- [How to complete this task]: Line tally for the word "self": count the lines below that contain it and reply with the number alone.

- [Exercise materials]:
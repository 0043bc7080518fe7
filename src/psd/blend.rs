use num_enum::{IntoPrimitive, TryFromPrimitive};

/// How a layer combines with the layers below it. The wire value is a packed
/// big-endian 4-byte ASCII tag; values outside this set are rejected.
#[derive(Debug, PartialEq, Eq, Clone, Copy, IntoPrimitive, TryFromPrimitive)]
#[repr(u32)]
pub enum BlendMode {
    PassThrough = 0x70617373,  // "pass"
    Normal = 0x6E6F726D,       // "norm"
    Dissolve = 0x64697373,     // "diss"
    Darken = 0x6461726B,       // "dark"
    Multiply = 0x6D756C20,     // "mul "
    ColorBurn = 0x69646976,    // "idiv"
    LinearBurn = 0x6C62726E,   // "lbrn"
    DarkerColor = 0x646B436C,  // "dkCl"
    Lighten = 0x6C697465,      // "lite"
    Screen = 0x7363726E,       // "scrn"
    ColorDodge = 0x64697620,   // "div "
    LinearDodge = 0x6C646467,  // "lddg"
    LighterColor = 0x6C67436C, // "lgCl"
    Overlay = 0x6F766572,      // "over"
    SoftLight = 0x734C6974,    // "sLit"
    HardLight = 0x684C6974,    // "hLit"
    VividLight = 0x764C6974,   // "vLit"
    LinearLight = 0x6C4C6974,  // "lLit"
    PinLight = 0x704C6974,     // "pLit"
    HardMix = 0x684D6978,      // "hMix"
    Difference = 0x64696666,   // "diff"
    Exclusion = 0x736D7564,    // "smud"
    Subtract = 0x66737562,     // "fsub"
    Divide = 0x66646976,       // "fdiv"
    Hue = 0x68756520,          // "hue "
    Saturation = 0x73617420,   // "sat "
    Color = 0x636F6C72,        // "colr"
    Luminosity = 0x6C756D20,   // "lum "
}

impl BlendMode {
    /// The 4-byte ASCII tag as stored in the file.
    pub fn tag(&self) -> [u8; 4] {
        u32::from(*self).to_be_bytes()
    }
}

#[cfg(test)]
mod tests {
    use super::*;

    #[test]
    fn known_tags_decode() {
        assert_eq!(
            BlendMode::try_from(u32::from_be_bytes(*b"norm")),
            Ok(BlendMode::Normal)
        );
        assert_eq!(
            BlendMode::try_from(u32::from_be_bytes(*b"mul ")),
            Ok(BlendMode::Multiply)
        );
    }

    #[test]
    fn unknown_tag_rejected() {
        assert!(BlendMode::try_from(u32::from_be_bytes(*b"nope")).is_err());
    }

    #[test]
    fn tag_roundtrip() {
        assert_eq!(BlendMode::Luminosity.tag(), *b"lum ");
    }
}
==
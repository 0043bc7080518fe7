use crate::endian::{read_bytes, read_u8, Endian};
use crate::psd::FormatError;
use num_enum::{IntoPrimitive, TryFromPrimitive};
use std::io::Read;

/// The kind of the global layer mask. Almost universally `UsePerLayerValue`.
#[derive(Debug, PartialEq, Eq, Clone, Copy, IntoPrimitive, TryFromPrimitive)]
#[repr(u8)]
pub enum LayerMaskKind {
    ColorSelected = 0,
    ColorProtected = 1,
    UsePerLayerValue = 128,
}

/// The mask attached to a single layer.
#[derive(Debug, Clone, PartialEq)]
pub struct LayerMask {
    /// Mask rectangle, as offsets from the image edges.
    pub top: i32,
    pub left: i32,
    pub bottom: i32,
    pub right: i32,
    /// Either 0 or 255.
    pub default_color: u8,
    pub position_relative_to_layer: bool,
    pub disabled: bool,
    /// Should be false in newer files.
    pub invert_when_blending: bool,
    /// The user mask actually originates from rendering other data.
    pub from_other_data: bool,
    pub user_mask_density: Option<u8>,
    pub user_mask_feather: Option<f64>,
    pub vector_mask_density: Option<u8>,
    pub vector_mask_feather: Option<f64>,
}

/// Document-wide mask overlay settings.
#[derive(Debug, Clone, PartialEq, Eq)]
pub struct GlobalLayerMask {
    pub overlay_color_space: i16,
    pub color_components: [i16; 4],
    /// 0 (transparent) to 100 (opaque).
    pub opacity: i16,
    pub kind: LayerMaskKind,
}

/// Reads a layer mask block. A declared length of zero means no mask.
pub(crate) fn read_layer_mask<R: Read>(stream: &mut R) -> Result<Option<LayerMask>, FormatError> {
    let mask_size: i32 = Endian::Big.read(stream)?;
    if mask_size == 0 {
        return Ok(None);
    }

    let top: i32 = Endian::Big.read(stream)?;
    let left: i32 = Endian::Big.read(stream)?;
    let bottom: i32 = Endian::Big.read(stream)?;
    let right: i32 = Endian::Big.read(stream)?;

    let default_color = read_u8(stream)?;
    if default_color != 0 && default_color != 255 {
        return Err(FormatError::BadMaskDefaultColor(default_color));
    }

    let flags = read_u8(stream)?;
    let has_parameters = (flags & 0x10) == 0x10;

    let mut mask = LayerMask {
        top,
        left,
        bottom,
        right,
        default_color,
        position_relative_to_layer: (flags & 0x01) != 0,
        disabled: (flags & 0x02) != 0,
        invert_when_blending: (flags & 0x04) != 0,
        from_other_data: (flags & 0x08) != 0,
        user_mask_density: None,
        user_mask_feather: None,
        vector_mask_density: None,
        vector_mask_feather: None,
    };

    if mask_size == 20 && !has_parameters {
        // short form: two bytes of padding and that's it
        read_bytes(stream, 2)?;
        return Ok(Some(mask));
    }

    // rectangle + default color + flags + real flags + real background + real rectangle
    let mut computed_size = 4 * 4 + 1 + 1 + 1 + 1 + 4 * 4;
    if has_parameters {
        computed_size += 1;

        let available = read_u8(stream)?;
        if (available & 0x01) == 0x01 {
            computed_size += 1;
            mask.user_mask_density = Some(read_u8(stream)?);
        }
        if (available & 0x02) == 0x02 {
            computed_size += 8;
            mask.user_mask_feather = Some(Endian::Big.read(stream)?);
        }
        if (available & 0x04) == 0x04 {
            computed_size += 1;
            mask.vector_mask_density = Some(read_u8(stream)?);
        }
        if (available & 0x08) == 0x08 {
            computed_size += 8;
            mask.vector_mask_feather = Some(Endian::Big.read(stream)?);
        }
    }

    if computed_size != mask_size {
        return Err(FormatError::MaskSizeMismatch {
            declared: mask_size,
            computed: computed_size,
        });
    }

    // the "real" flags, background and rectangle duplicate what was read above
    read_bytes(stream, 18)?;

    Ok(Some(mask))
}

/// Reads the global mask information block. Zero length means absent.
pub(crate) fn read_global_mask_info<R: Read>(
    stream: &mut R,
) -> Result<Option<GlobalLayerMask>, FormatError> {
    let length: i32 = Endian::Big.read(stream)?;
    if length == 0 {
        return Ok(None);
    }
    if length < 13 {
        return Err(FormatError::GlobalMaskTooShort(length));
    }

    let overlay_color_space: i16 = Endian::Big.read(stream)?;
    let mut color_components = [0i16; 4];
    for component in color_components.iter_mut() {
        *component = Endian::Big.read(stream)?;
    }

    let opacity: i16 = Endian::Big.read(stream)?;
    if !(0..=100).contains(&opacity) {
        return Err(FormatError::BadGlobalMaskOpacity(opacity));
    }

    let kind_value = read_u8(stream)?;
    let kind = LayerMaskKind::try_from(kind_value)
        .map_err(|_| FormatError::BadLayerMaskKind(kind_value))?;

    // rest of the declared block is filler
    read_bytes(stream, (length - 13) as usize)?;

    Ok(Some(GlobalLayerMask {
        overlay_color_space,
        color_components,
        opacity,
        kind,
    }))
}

- [Your response]: 2